ACTIVITY> Go through the records line by line from the top and repeat each one exactly, ending with the line that contains "assignment guarantees that).".
START DATA FOR ANALYSIS
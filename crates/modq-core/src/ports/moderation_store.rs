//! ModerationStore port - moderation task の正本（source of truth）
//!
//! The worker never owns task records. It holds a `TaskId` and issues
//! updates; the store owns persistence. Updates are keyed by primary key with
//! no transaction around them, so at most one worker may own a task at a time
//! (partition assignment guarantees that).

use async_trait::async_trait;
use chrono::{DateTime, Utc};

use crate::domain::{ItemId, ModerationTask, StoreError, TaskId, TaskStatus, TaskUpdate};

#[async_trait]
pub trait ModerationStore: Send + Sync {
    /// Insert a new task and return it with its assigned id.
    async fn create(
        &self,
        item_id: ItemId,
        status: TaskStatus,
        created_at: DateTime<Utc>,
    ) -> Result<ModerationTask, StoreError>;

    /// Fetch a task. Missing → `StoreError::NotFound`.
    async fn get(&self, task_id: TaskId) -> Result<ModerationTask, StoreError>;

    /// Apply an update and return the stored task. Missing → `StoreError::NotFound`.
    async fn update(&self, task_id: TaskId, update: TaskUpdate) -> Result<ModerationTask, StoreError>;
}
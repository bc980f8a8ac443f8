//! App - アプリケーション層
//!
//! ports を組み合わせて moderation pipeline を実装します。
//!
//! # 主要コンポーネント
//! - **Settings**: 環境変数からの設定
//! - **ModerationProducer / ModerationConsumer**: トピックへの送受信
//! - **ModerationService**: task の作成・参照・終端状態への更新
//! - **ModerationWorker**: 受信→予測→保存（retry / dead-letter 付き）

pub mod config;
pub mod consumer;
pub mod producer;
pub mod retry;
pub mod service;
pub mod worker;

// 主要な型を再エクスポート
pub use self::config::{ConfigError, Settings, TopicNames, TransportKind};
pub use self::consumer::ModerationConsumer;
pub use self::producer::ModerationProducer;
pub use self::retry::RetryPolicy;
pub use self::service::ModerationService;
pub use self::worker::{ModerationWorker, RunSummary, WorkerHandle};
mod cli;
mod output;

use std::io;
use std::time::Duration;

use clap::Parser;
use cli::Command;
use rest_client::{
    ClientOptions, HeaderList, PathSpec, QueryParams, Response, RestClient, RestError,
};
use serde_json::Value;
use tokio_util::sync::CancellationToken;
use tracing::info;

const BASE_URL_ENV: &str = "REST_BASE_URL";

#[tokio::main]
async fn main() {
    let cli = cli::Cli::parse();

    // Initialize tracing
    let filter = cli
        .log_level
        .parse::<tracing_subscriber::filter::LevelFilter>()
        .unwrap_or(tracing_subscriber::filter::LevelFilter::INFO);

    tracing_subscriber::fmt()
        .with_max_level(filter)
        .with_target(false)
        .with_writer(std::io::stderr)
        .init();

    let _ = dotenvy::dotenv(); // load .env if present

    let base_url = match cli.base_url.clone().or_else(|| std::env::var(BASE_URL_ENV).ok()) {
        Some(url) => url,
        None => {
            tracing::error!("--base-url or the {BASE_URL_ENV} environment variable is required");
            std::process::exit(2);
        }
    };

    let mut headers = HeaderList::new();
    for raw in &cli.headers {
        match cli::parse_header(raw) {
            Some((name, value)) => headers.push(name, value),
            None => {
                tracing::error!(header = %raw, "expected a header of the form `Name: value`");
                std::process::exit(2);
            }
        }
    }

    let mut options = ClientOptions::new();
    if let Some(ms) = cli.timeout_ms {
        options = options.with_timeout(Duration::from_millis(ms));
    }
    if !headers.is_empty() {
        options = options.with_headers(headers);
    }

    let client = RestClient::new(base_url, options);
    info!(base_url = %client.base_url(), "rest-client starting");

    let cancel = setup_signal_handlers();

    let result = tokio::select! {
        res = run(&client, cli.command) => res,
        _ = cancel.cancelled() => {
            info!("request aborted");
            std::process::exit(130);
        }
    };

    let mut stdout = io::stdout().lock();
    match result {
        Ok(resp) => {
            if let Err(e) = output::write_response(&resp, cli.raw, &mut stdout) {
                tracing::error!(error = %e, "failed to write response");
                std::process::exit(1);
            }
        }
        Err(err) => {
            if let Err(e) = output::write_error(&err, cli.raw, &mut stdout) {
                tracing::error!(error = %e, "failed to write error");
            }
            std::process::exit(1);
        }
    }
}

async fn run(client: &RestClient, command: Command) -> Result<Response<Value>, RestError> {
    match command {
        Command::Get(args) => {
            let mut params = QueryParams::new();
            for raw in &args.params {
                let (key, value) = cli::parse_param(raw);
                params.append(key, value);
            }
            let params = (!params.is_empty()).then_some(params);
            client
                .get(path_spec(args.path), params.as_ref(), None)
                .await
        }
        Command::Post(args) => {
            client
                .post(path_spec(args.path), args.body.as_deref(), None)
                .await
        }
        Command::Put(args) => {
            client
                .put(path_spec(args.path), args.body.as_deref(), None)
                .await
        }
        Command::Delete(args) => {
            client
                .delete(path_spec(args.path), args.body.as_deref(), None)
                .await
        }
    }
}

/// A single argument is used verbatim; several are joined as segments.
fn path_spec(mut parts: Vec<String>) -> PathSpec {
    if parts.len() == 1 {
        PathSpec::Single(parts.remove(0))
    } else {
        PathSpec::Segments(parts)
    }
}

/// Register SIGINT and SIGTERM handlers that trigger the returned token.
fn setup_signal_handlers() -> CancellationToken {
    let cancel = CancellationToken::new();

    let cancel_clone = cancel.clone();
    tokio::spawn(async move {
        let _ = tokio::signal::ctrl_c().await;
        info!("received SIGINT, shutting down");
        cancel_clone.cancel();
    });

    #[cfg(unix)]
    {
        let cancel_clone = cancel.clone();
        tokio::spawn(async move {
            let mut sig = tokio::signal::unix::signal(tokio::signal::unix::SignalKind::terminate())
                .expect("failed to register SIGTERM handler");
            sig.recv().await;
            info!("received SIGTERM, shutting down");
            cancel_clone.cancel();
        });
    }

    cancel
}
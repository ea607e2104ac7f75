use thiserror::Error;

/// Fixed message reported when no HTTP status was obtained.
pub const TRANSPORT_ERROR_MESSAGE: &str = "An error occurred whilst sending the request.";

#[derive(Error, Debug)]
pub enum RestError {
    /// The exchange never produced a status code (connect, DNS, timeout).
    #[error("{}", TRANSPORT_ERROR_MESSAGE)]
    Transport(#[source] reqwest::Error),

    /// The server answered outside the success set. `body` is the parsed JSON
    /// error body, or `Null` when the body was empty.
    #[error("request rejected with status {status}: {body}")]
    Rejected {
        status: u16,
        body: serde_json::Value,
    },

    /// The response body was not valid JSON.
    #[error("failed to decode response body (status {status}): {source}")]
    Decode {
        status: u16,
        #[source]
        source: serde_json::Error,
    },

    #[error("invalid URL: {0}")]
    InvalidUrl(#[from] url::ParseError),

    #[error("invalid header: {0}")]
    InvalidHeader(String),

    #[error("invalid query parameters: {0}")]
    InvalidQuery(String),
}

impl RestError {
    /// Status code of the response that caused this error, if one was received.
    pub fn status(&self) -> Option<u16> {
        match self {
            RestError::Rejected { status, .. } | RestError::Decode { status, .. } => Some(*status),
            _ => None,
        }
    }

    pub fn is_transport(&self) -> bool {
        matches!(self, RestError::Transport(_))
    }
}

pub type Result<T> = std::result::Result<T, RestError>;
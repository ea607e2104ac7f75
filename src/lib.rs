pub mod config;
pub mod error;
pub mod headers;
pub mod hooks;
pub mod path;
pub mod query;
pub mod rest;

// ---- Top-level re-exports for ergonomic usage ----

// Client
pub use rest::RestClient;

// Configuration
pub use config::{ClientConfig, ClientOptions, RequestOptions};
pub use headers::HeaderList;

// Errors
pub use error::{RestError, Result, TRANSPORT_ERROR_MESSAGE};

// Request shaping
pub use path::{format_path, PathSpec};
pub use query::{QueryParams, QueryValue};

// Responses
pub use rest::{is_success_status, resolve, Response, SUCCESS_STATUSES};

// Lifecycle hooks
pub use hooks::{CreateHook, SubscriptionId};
END DATA FOR ANALYSIS
THE COMPLETED TASK>
filename crates/modq-core/src/ports/moderation_store.rs
//! ModerationStore port - moderation task の正本（source of truth）
//!
//! The worker never owns task records. It holds a `TaskId` and issues
//! updates; the store owns persistence. Updates are keyed by primary key with
//! no transaction around them, so at most one worker may own a task at a time
//! (partition assignment guarantees that).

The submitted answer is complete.